2008-Feb-14 19:21 UTC

head link

Re: [Fedora-directory-users] FDS 1.1 Transport endpoint is not connected

Actually, it ends up that debug logging was putting too much disk load on the
server and the process fell behind/stopped servicing socket requests. Thanks for
your help Richard.

-richard


On 2/12/08 12:32 PM, "Richard Megginson" <rmeggins@redhat.com>
wrote:

Richard Hesse wrote:> There''s a load balancer acting as the client to the DS (proxying
client requests). I think that''s a red herring though.
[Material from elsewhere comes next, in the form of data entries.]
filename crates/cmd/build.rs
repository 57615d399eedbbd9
// Copyright 2025 Crrow
//
// Licensed under the Apache License, Version 2.0 (the "License");
// you may not use this file except in compliance with the License.
// You may obtain a copy of the License at
//
//      http://www.apache.org/licenses/LICENSE-2.0
//
// Unless required by applicable law or agreed to in writing, software
// distributed under the License is distributed on an "AS IS" BASIS,
// WITHOUT WARRANTIES OR CONDITIONS OF ANY KIND, either express or implied.
// See the License for the specific language governing permissions and
// limitations under the License.

fn main() {
    shadow_rs::ShadowBuilder::builder()
        .build()
        .expect("failed to generate build information");
}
Any search
requests sent directly to the DS, bypassing the LB, would fail. I think I even
tried requests locally from the server and they still failed. I can''t
be sure about that last statement, it was a long day.
>What are all of these closed connections from? e.g. conn=71007,
conn=71003, etc.?  Are they from the load balancer?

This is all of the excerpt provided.